Mortality bear's ill the eternal's touch...

It meets the sons of God with death and pain.

A glory of lightnings traversing the earth-scene,

Their sun-thoughts fading, darkened by ignorant minds,

Their work betrayed, their good to evil turned,

The cross their payment for the crown they gave.25


The passage, like the whole section early in the epic, anticipates what we are to see in detail later. A whole book is yet to be written on the architectural quality of Savitri in which each portion of the poem is bound to the other portion by a splendid artistic unity. When Narad tells Savitri's parents in her presence that Satyavan whom she has chosen for her Lord is due to die exactly in a year from the day he is speaking to them, her mother asks her to mount her chariot once again, go forth and choose another partner. Savitri refuses to do so and Narad tells the queen that Savitri has a mission to fulfil. He explains the function of pain in life and the pain that has to be undergone by the world-redeemers. His words echo the passage just quoted.

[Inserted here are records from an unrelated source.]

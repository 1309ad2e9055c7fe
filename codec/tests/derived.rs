//! Closed sets of derived types.

use structpack_codec::{
    deserialize, deserialize_with, serialize, serialize_with, Config, DerivedSet, Describe, Error,
    Pack, Schema,
};
use structpack_macros::test_traced;

trait Shape {
    fn get_name(&self) -> String;

    fn scale(&mut self, factor: f32);
}

#[derive(Debug, Clone, PartialEq, Pack)]
struct Circle {
    radius: f64,
}

#[derive(Debug, Clone, PartialEq, Pack)]
struct Square {
    side: f32,
}

#[derive(Debug, Clone, PartialEq, Pack)]
struct Label {
    text: String,
}

impl Shape for Circle {
    fn get_name(&self) -> String {
        format!("circle({})", self.radius)
    }

    fn scale(&mut self, factor: f32) {
        self.radius *= factor as f64;
    }
}

impl Shape for Square {
    fn get_name(&self) -> String {
        format!("square({})", self.side)
    }

    fn scale(&mut self, factor: f32) {
        self.side *= factor;
    }
}

#[derive(Debug, Clone, PartialEq, Pack)]
#[structpack(derived, base = "dyn Shape")]
enum AnyShape {
    Circle(Circle),
    Square(Square),
}

#[derive(Debug, Clone, PartialEq, Pack)]
#[structpack(derived)]
enum Reordered {
    Square(Square),
    Label(Label),
    Circle(Circle),
}

const RAW: Config = Config::DISABLE_ALL_META_INFO;

#[test]
fn test_ids() {
    assert_eq!(
        AnyShape::IDS,
        &[Circle::SCHEMA.derived_id(), Square::SCHEMA.derived_id()]
    );
    assert_eq!(
        AnyShape::from(Square { side: 1.0 }).derived_id(),
        Square::SCHEMA.derived_id()
    );
    assert!(matches!(AnyShape::SCHEMA, Schema::Derived { types } if types.len() == 2));
}

#[test]
fn test_wire() {
    let shape = AnyShape::from(Circle { radius: 2.5 });
    let encoded = serialize_with(&shape, RAW);
    let mut expected = Circle::SCHEMA.derived_id().to_ne_bytes().to_vec();
    expected.extend_from_slice(&2.5f64.to_ne_bytes());
    assert_eq!(&encoded[..], &expected[..]);
    assert_eq!(deserialize_with::<AnyShape>(&encoded, RAW).unwrap(), shape);
}

#[test]
fn test_ids_ignore_declaration_order() {
    // Members are identified by their own schema, so sets sharing a member agree on its bytes.
    let encoded = serialize_with(&AnyShape::from(Square { side: 3.0 }), RAW);
    assert_eq!(
        deserialize_with::<Reordered>(&encoded, RAW).unwrap(),
        Reordered::Square(Square { side: 3.0 })
    );
}

#[test]
fn test_base_interface() {
    let shapes = vec![
        AnyShape::from(Circle { radius: 1.0 }),
        AnyShape::from(Square { side: 2.0 }),
    ];
    let encoded = serialize(&shapes);
    let mut decoded: Vec<AnyShape> = deserialize(&encoded).unwrap();
    let names: Vec<_> = decoded.iter().map(|shape| shape.get_name()).collect();
    assert_eq!(names, ["circle(1)", "square(2)"]);

    for shape in &mut decoded {
        shape.scale(2.0);
    }
    assert_eq!(decoded[0].as_base().get_name(), "circle(2)");
    assert_eq!(decoded[1].get_name(), "square(4)");
}

#[test_traced]
fn test_unknown_member() {
    let encoded = serialize_with(&Reordered::Label(Label { text: "x".into() }), RAW);
    assert!(matches!(
        deserialize_with::<AnyShape>(&encoded, RAW),
        Err(Error::InvalidArgument(_))
    ));
}

#[test]
fn test_sets_have_distinct_fingerprints() {
    let encoded = serialize(&AnyShape::from(Circle { radius: 1.0 }));
    assert!(matches!(
        deserialize::<Reordered>(&encoded),
        Err(Error::HashConflict { .. })
    ));
}

#[test]
fn test_truncated_id() {
    assert_eq!(
        deserialize_with::<AnyShape>(&[1, 2, 3], RAW),
        Err(Error::NoBufferSpace)
    );
}
//! End-to-end behavior of complete messages.

use std::collections::{BTreeMap, HashSet};
use structpack_codec::{
    deserialize, deserialize_to, deserialize_with, deserialize_with_offset, error_message,
    get_field, get_needed_size, get_type_code, get_type_literal, serialize, serialize_into,
    serialize_to, serialize_with, serialize_with_offset, Config, Errc, Error, Pack,
};
use structpack_macros::test_traced;

#[derive(Debug, Clone, PartialEq, Pack)]
struct Person {
    age: i32,
    name: String,
}

#[derive(Debug, Clone, PartialEq, Pack)]
struct Account {
    age: i64,
    name: String,
}

#[derive(Debug, Clone, PartialEq, Pack)]
struct Catalog {
    entries: BTreeMap<String, Vec<u32>>,
    flags: HashSet<u8>,
    payload: Vec<u8>,
}

fn betty() -> Person {
    Person {
        age: 21,
        name: "Betty".into(),
    }
}

#[test]
fn test_person() {
    let encoded = serialize(&betty());
    // fingerprint, age, one byte length, name
    assert_eq!(encoded.len(), 4 + 4 + 1 + 5);
    assert_eq!(
        u32::from_ne_bytes(encoded[..4].try_into().unwrap()),
        get_type_code::<Person>(Config::DEFAULT)
    );
    assert_eq!(deserialize::<Person>(&encoded).unwrap(), betty());
    assert_eq!(get_field::<Person, 0>(&encoded, Config::DEFAULT).unwrap(), 21);
    assert_eq!(
        get_field::<Person, 1>(&encoded, Config::DEFAULT).unwrap(),
        "Betty"
    );
}

#[test]
fn test_compact_integers() {
    let cfg = Config::DISABLE_ALL_META_INFO | Config::ENCODING_WITH_VARINT;
    let value = (1i32, -1i32, 0i32, 5i32);
    let encoded = serialize_with(&value, cfg);
    assert_eq!(&encoded[..], &[2, 1, 0, 10]);
    assert_eq!(deserialize_with::<(i32, i32, i32, i32)>(&encoded, cfg).unwrap(), value);
}

#[test]
fn test_fingerprint_depends_on_encoding() {
    let plain = get_type_code::<Person>(Config::DEFAULT);
    let varint = get_type_code::<Person>(Config::ENCODING_WITH_VARINT);
    let fast = get_type_code::<Person>(Config::ENCODING_WITH_VARINT | Config::USE_FAST_VARINT);
    assert_ne!(plain, varint);
    assert_ne!(varint, fast);
    assert_eq!(plain & 1, 0);
    // Header-only flags do not change the fingerprint.
    assert_eq!(plain, get_type_code::<Person>(Config::ENABLE_TYPE_INFO));
}

#[test_traced]
fn test_hash_conflict() {
    let encoded = serialize(&betty());
    assert_eq!(
        deserialize::<Account>(&encoded),
        Err(Error::HashConflict {
            expected: get_type_code::<Account>(Config::DEFAULT),
            found: get_type_code::<Person>(Config::DEFAULT),
        })
    );
    let result = deserialize::<Account>(&encoded);
    assert_eq!(Errc::from(&result), Errc::HashConflict);
    assert_eq!(error_message(Errc::from(&result)), "hash conflict");
}

#[test_traced]
fn test_type_literal() {
    let literal = get_type_literal::<Person>(Config::ENABLE_TYPE_INFO);
    assert!(!literal.is_empty());

    let encoded = serialize_with(&betty(), Config::ENABLE_TYPE_INFO);
    assert!(encoded.len() > serialize(&betty()).len() + literal.len());
    assert_eq!(
        deserialize_with::<Person>(&encoded, Config::ENABLE_TYPE_INFO).unwrap(),
        betty()
    );

    // Corrupt the last byte of the literal, just before the 10-byte body.
    let mut corrupted = encoded.to_vec();
    let at = corrupted.len() - 10 - 1;
    corrupted[at] ^= 0xFF;
    assert!(matches!(
        deserialize_with::<Person>(&corrupted, Config::ENABLE_TYPE_INFO),
        Err(Error::HashConflict { .. })
    ));
}

#[test]
fn test_truncated() {
    for cfg in [
        Config::DEFAULT,
        Config::ENABLE_TYPE_INFO,
        Config::DISABLE_ALL_META_INFO,
        Config::ENCODING_WITH_VARINT,
    ] {
        let encoded = serialize_with(&betty(), cfg);
        for len in 0..encoded.len() {
            assert_eq!(
                deserialize_with::<Person>(&encoded[..len], cfg),
                Err(Error::NoBufferSpace),
                "cfg = {cfg:?}, len = {len}"
            );
        }
    }
}

#[test]
fn test_trailing_bytes_ignored() {
    let mut encoded = serialize(&betty()).to_vec();
    encoded.extend_from_slice(&[0xAA, 0xBB]);
    assert_eq!(deserialize::<Person>(&encoded).unwrap(), betty());
}

#[test]
fn test_serialize_into() {
    let size = get_needed_size(&betty(), Config::DEFAULT);
    let mut out = vec![0u8; size + 3];
    assert_eq!(serialize_into(&betty(), Config::DEFAULT, &mut out), size);
    assert_eq!(&out[..size], &serialize(&betty())[..]);

    let mut short = vec![0u8; size - 1];
    assert_eq!(serialize_into(&betty(), Config::DEFAULT, &mut short), 0);
}

#[test]
fn test_offsets() {
    let mut buffer = serialize_with_offset(&betty(), Config::DEFAULT, 2);
    assert_eq!(&buffer[..2], &[0, 0]);
    let second = Person {
        age: -3,
        name: String::new(),
    };
    let appended = serialize_to(&second, Config::DEFAULT, &mut buffer);
    assert_eq!(appended, get_needed_size(&second, Config::DEFAULT));

    let mut offset = 2;
    let first: Person = deserialize_with_offset(&buffer, &mut offset, Config::DEFAULT).unwrap();
    assert_eq!(first, betty());
    let next: Person = deserialize_with_offset(&buffer, &mut offset, Config::DEFAULT).unwrap();
    assert_eq!(next, second);
    assert_eq!(offset, buffer.len());

    // Nothing left: the offset does not move.
    let end = offset;
    assert_eq!(
        deserialize_with_offset::<Person>(&buffer, &mut offset, Config::DEFAULT),
        Err(Error::NoBufferSpace)
    );
    assert_eq!(offset, end);
    let mut past = buffer.len() + 1;
    assert_eq!(
        deserialize_with_offset::<Person>(&buffer, &mut past, Config::DEFAULT),
        Err(Error::NoBufferSpace)
    );
}

#[test]
fn test_deserialize_to_reuses() {
    let mut person = Person {
        age: 0,
        name: String::with_capacity(64),
    };
    deserialize_to(&mut person, &serialize(&betty()), Config::DEFAULT).unwrap();
    assert_eq!(person, betty());
    assert!(person.name.capacity() >= 64);
}

#[test]
fn test_collections() {
    let catalog = Catalog {
        entries: BTreeMap::from([
            ("a".to_string(), vec![1, 2]),
            ("b".to_string(), vec![u32::MAX; 70_000]),
        ]),
        flags: HashSet::from([1, 2, 3]),
        payload: vec![7; 300],
    };
    for cfg in [
        Config::DEFAULT,
        Config::DISABLE_ALL_META_INFO,
        Config::ENCODING_WITH_VARINT,
        Config::ENCODING_WITH_VARINT | Config::USE_FAST_VARINT,
    ] {
        let encoded = serialize_with(&catalog, cfg);
        assert_eq!(encoded.len(), get_needed_size(&catalog, cfg));
        assert_eq!(deserialize_with::<Catalog>(&encoded, cfg).unwrap(), catalog);
    }
}

#[test]
fn test_wide_prefixes() {
    // The largest count (70000) needs four-byte prefixes for every length in the message.
    let value = (vec![0u8; 70_000], String::from("x"));
    let encoded = serialize(&value);
    assert_eq!(encoded.len(), 4 + 1 + 4 + 70_000 + 4 + 1);
    assert_eq!(deserialize::<(Vec<u8>, String)>(&encoded).unwrap(), value);
}

#[test]
fn test_invalid_content() {
    let cfg = Config::DISABLE_ALL_META_INFO;
    assert!(matches!(
        deserialize_with::<bool>(&[2], cfg),
        Err(Error::InvalidArgument(_))
    ));
    assert!(matches!(
        deserialize_with::<String>(&[2, 0xFF, 0xFE], cfg),
        Err(Error::InvalidArgument(_))
    ));
    assert!(matches!(
        deserialize_with::<char>(&0xD800u32.to_ne_bytes(), cfg),
        Err(Error::InvalidArgument(_))
    ));
}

Hard is the world-redeemer's heavy task;

The world itself becomes his adversary,

His enemies are the beings he came to save.

Those he came to save are his antagonists:

This world is in love with its own ignorance,

Its darkness turns away from the saviour light,

It gives the cross in payment for the crown.26


The Mother's comment on the earlier passage is equally applicable to the second since it has a similarity to the earlier in theme and tone.


That is the history of human life upon earth: each time that help has been sent to hasten the evolution, it has been received in that way. But each time the effort and the help are bigger, higher, truer; and each time a little work, some result, is achieved; and step, by step the world grows towards its Realisation.27


The Mother's comment makes it clear that the Christ-figure is seen in Savitri in relation to the world's evolution and as a step in the


25Ibid, p. 7. 26Ibid, p. 448. 27The Mother, About Savitri, plate 25.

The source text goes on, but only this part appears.